Table of Contents

Strengths and Weaknesses

The strategy of identifying speaking & non-speaking portions from open mouth and voice activity then correlating the audio and video streams allows fast processing speed for time offset calculations. By considering the nature of injecting time offsets, this synchronization strategy ideally can work on any time offset length between a pair of audio and video streams. In addition, the mechanism of time offset calculation is intuitive and easy to understand. It appears that audiovisual synchronization is possible when given decisive features from the audio and video streams.

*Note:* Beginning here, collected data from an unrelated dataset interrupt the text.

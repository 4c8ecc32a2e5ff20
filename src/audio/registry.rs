//! Per-guild session registry.
//!
//! Each guild gets one [`SessionHandle`]: a tokio mutex serializing every
//! mutation of its [`PlaybackSession`], plus a snapshot that read-only
//! commands can copy without waiting on that mutex. Teardown flips a
//! `closed` flag, so any task still holding (or waiting for) the old handle
//! observes [`AudioError::SessionGone`] instead of mutating a dead session.

use dashmap::DashMap;
use parking_lot::RwLock;
use serenity::model::id::GuildId;
use std::ops::{Deref, DerefMut};
use std::sync::atomic::{AtomicBool, Ordering};
use std::sync::Arc;
use tokio::sync::{Mutex, OwnedMutexGuard};
use tracing::{debug, info};

use super::session::{PlaybackSession, SessionSnapshot};
use crate::error::{AudioError, AudioResult};

pub struct SessionHandle {
    guild_id: GuildId,
    session: Arc<Mutex<PlaybackSession>>,
    snapshot: RwLock<Arc<SessionSnapshot>>,
    closed: AtomicBool,
}

impl SessionHandle {
    fn new(session: PlaybackSession) -> Self {
        let guild_id = session.guild_id();
        let snapshot = Arc::new(session.snapshot());
        Self {
            guild_id,
            session: Arc::new(Mutex::new(session)),
            snapshot: RwLock::new(snapshot),
            closed: AtomicBool::new(false),
        }
    }

    pub fn is_closed(&self) -> bool {
        self.closed.load(Ordering::Acquire)
    }

    pub fn snapshot(&self) -> Arc<SessionSnapshot> {
        self.snapshot.read().clone()
    }

    async fn lock(self: &Arc<Self>) -> AudioResult<SessionGuard> {
        let session = self.session.clone().lock_owned().await;
        let guard = SessionGuard {
            handle: self.clone(),
            session,
        };
        guard.ensure_live()?;
        Ok(guard)
    }
}

/// Acceso exclusivo a la sesión de un servidor.
///
/// Al soltarse publica un snapshot nuevo (si la sesión sigue viva).
pub struct SessionGuard {
    handle: Arc<SessionHandle>,
    session: OwnedMutexGuard<PlaybackSession>,
}

impl SessionGuard {
    /// Falla con `SessionGone` si la sesión fue destruida mientras se esperaba algo
    pub fn ensure_live(&self) -> AudioResult<()> {
        if self.handle.is_closed() {
            Err(AudioError::SessionGone)
        } else {
            Ok(())
        }
    }

    /// Publica el estado actual sin soltar el lock
    pub fn publish(&self) {
        if !self.handle.is_closed() {
            *self.handle.snapshot.write() = Arc::new(self.session.snapshot());
        }
    }
}

impl Deref for SessionGuard {
    type Target = PlaybackSession;

    fn deref(&self) -> &Self::Target {
        &self.session
    }
}

impl DerefMut for SessionGuard {
    fn deref_mut(&mut self) -> &mut Self::Target {
        &mut self.session
    }
}

impl Drop for SessionGuard {
    fn drop(&mut self) {
        self.publish();
    }
}

pub struct SessionRegistry {
    sessions: DashMap<GuildId, Arc<SessionHandle>>,
    max_queue_size: usize,
    history_capacity: usize,
}

impl SessionRegistry {
    pub fn new(max_queue_size: usize, history_capacity: usize) -> Self {
        Self {
            sessions: DashMap::new(),
            max_queue_size,
            history_capacity,
        }
    }

    /// Sesión existente o una nueva. Dos llamadas concurrentes obtienen la misma.
    pub fn get_or_create(&self, guild_id: GuildId) -> Arc<SessionHandle> {
        self.sessions
            .entry(guild_id)
            .or_insert_with(|| {
                info!("🆕 Sesión de reproducción creada para guild {}", guild_id);
                Arc::new(SessionHandle::new(PlaybackSession::new(
                    guild_id,
                    self.max_queue_size,
                    self.history_capacity,
                )))
            })
            .clone()
    }

    pub fn get(&self, guild_id: GuildId) -> Option<Arc<SessionHandle>> {
        self.sessions.get(&guild_id).map(|entry| entry.clone())
    }

    /// Bloquea una sesión existente
    pub async fn lock(&self, guild_id: GuildId) -> AudioResult<SessionGuard> {
        let handle = self.get(guild_id).ok_or(AudioError::SessionGone)?;
        handle.lock().await
    }

    /// Bloquea la sesión, creándola si no existe
    pub async fn lock_or_create(&self, guild_id: GuildId) -> AudioResult<SessionGuard> {
        // Si la sesión se destruye mientras esperamos el lock, se crea otra
        for _ in 0..2 {
            match self.get_or_create(guild_id).lock().await {
                Err(AudioError::SessionGone) => continue,
                result => return result,
            }
        }
        Err(AudioError::SessionGone)
    }

    /// Snapshot sin bloqueo, `None` si el servidor no tiene sesión
    pub fn snapshot(&self, guild_id: GuildId) -> Option<Arc<SessionSnapshot>> {
        self.get(guild_id).map(|handle| handle.snapshot())
    }

    /// Destruye la sesión. Devuelve `false` si no había ninguna.
    pub fn teardown(&self, guild_id: GuildId) -> bool {
        match self.sessions.remove(&guild_id) {
            Some((_, handle)) => {
                handle.closed.store(true, Ordering::Release);
                *handle.snapshot.write() = Arc::new(SessionSnapshot::empty(guild_id));
                info!("🧹 Sesión de guild {} destruida", guild_id);
                true
            }
            None => {
                debug!("Sin sesión que destruir en guild {}", guild_id);
                false
            }
        }
    }

    pub fn guilds(&self) -> Vec<GuildId> {
        self.sessions.iter().map(|entry| *entry.key()).collect()
    }

    pub fn len(&self) -> usize {
        self.sessions.len()
    }

    pub fn is_empty(&self) -> bool {
        self.sessions.is_empty()
    }
}

#[cfg(test)]
mod tests {
    use super::*;
    use crate::audio::track::Track;
    use std::time::Duration;

    fn guild() -> GuildId {
        GuildId::new(7)
    }

    #[tokio::test]
    async fn concurrent_creation_yields_one_session() {
        let registry = Arc::new(SessionRegistry::new(10, 10));
        let mut tasks = Vec::new();
        for _ in 0..16 {
            let registry = registry.clone();
            tasks.push(tokio::spawn(async move { registry.get_or_create(guild()) }));
        }

        let mut handles = Vec::new();
        for task in tasks {
            handles.push(task.await.unwrap());
        }
        assert!(handles.windows(2).all(|w| Arc::ptr_eq(&w[0], &w[1])));
        assert_eq!(registry.len(), 1);
    }

    #[tokio::test]
    async fn snapshot_published_when_guard_drops() {
        let registry = SessionRegistry::new(10, 10);
        {
            let mut session = registry.lock_or_create(guild()).await.unwrap();
            session
                .queue_mut()
                .enqueue(Track::new("a", "a", "a", "x", Duration::from_secs(1)))
                .unwrap();
        }

        let snapshot = registry.snapshot(guild()).unwrap();
        assert_eq!(snapshot.queue.len(), 1);
    }

    #[tokio::test]
    async fn teardown_invalidates_held_guards() {
        let registry = SessionRegistry::new(10, 10);
        let session = registry.lock_or_create(guild()).await.unwrap();

        assert!(registry.teardown(guild()));
        assert!(!registry.teardown(guild()));
        assert_eq!(session.ensure_live(), Err(AudioError::SessionGone));
        drop(session);

        assert!(registry.snapshot(guild()).is_none());
        assert!(matches!(
            registry.lock(guild()).await,
            Err(AudioError::SessionGone)
        ));
    }

    #[tokio::test]
    async fn waiter_sees_teardown_that_happened_while_queued() {
        let registry = Arc::new(SessionRegistry::new(10, 10));
        let holder = registry.lock_or_create(guild()).await.unwrap();

        let waiter = {
            let registry = registry.clone();
            tokio::spawn(async move { registry.lock(guild()).await.map(|_| ()) })
        };
        tokio::task::yield_now().await;

        registry.teardown(guild());
        drop(holder);

        assert_eq!(waiter.await.unwrap(), Err(AudioError::SessionGone));
    }
}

Because of its simplicity, the presented synchronization strategy is limited to video files that feature single-person, frontal-pose talks. Moreover, the system expects a speaker make pauses in his or her speech so that multiple starting and ending points of open mouth and human voice can be established. Another constraint of this synchronization strategy is that the speaker cannot lose his or her frontal pose or temporarily disappear from the scenes. These situations can potentially cause missing information in the video stream and thus reduce the performance of the audiovisual synchronization by the presented system.

Future Directions

The presented work can be expanded by including more decisive features for audiovisual correlation. The team will pursue further research in sound source recognitions so that multi-speaker scenarios can be covered the presented audiovisual synchronization strategy. Further investigation on correlating lip movements with phonemes can also be pursued for increasing the chance of correctly pairing a human voice with a speaker. Such an improvement can be made to avoid mismatches of open mouths and voice activities in multi-speaker video files. For addressing the consistent offset between open mouth and human voice, the team will explore literatures that document visual cues in human speech. After identifying the range of time offsets between open mouth motion and human voice activity, the team will determine equation(s) that can negate this innate discrepancy.